Nicholson Gordon

Personal information
- Full name: Nicholson Anthony Gordon
- Born: 22 October 1991 (age 34) Westmoreland Parish, Jamaica
- Batting: Right-handed
- Bowling: Right-arm fast-medium

Domestic team information
- 2016: Jamaica

Career statistics
| Competition | FC | LA | T20 |
| Matches | 15 | 18 | 16 |
| Runs scored | 1107 | 569 | 376 |
| Batting average | 25.15 | 25.86 | 28.92 |
| 100s/50s | 0/0 | 0/0 | 0/0 |
| Top score | 22* | 24* | 5* |
| Balls bowled | 1997 | 580 | 246 |
| Wickets | 44 | 22 | 13 |
| Bowling average | 6.75 | 11.0 | 2.5 |
| 5 wickets in innings | 3 | 0 | 0 |
| 10 wickets in match | 0 | 0 | 0 |
| Best bowling | 7/70 | 3/21 | 3/32 |
| Catches/stumpings | 7/0 | 6/0 | 4/0 |
- Source: , 7 January 2024

= Nicholson Gordon =

Jamaican cricketer

Nicholson Anthony Gordon (born 22 October 1991) is a Jamaican cricketer who made his debut for the Jamaican national side in January 2016. He is a right-arm fast bowler.
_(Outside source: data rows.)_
//! Conventional commit types, the single-line message format and its grammar.

use std::fmt;
use std::sync::LazyLock;

use regex_lite::Regex;

/// Conventional commit types understood by the pipeline.
///
/// The first ten are the core set; `Rename` and `Remove` form the extended
/// set used when file moves and deletions get their own tag.
#[derive(Debug, Clone, Copy, PartialEq, Eq, Hash)]
pub enum CommitType {
    Feat,
    Fix,
    Docs,
    Style,
    Refactor,
    Perf,
    Test,
    Chore,
    Ci,
    Build,
    Rename,
    Remove,
}

impl CommitType {
    /// All twelve types, in prompt order.
    pub const ALL: [CommitType; 12] = [
        CommitType::Feat,
        CommitType::Fix,
        CommitType::Docs,
        CommitType::Style,
        CommitType::Refactor,
        CommitType::Perf,
        CommitType::Test,
        CommitType::Chore,
        CommitType::Ci,
        CommitType::Build,
        CommitType::Rename,
        CommitType::Remove,
    ];

    /// The types allowed for the given configuration.
    pub fn allowed(extended: bool) -> &'static [CommitType] {
        static TYPES: [CommitType; 12] = CommitType::ALL;
        if extended { &TYPES } else { &TYPES[..10] }
    }

    pub fn as_str(&self) -> &'static str {
        match self {
            CommitType::Feat => "feat",
            CommitType::Fix => "fix",
            CommitType::Docs => "docs",
            CommitType::Style => "style",
            CommitType::Refactor => "refactor",
            CommitType::Perf => "perf",
            CommitType::Test => "test",
            CommitType::Chore => "chore",
            CommitType::Ci => "ci",
            CommitType::Build => "build",
            CommitType::Rename => "rename",
            CommitType::Remove => "remove",
        }
    }
}

impl fmt::Display for CommitType {
    fn fmt(&self, f: &mut fmt::Formatter<'_>) -> fmt::Result {
        f.write_str(self.as_str())
    }
}

impl std::str::FromStr for CommitType {
    type Err = String;

    fn from_str(s: &str) -> Result<Self, Self::Err> {
        Self::ALL
            .iter()
            .copied()
            .find(|t| t.as_str() == s)
            .ok_or_else(|| format!("Unknown commit type: {}", s))
    }
}

/// A validated `<type>: <description>` commit message.
#[derive(Debug, Clone, PartialEq, Eq)]
pub struct CommitMessage {
    pub commit_type: CommitType,
    pub description: String,
}

impl fmt::Display for CommitMessage {
    fn fmt(&self, f: &mut fmt::Formatter<'_>) -> fmt::Result {
        write!(f, "{}: {}", self.commit_type, self.description)
    }
}

// `.` never matches a line break and `$` only matches at the very end, so a
// multi-line candidate is rejected.
static EXTENDED_GRAMMAR: LazyLock<Regex> = LazyLock::new(|| build_grammar(CommitType::allowed(true)));
static CORE_GRAMMAR: LazyLock<Regex> = LazyLock::new(|| build_grammar(CommitType::allowed(false)));

fn build_grammar(types: &[CommitType]) -> Regex {
    let alternatives: Vec<&str> = types.iter().map(CommitType::as_str).collect();
    let pattern = format!(r"^({}): (.+)$", alternatives.join("|"));
    Regex::new(&pattern).expect("commit grammar pattern is valid")
}

/// Checks candidates against the commit message grammar.
#[derive(Debug, Clone, Copy)]
pub struct Validator {
    grammar: &'static Regex,
}

impl Validator {
    /// `extended` adds `rename` and `remove` to the accepted types.
    pub fn new(extended: bool) -> Self {
        let grammar = if extended {
            &*EXTENDED_GRAMMAR
        } else {
            &*CORE_GRAMMAR
        };
        Self { grammar }
    }

    pub fn is_valid(&self, candidate: &str) -> bool {
        self.parse(candidate).is_some()
    }

    /// Parse a candidate, or `None` if it does not match the grammar.
    ///
    /// A description made only of whitespace is rejected even though
    /// `^(type): .+$` alone would accept it.
    pub fn parse(&self, candidate: &str) -> Option<CommitMessage> {
        let caps = self.grammar.captures(candidate)?;
        let commit_type = caps.get(1)?.as_str().parse().ok()?;
        let description = caps.get(2)?.as_str();

        if description.trim().is_empty() {
            return None;
        }

        Some(CommitMessage {
            commit_type,
            description: description.to_string(),
        })
    }
}

/// Whether `candidate` is a valid single-line message with one of the twelve
/// types.
///
/// Stricter than the bare `^(type): .+$` pattern: `"fix:   "` matches that
/// pattern but is invalid here, since its description is only whitespace.
pub fn is_valid(candidate: &str) -> bool {
    Validator::new(true).is_valid(candidate)
}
Gordon was born in Westmoreland Parish. He made his List A debut in October 2009, playing a single match for the West Indies under-19s in the 2009–10 WICB President's Cup. The following year, Gordon represented the team at the 2010 Under-19 World Cup in New Zealand. He appeared in four of his team's matches, including the semi-final loss to Pakistan, but failed to take a wicket at the tournament. Gordon made his senior debut for Jamaica in the 2015–16 Regional Super50 tournament, against ICC Americas. He took 2/17 on debut, and played another two games before being dropped. Later in the season, Gordon also made his first-class debut, playing matches against Barbados and the Windward Islands in the 2015–16 Regional Four Day Competition.

In October 2019, he was named in Jamaica's squad for the 2019–20 Regional Super50 tournament. He made his Twenty20 debut on 31 August 2022, for Jamaica Tallawahs in the 2022 Caribbean Premier League.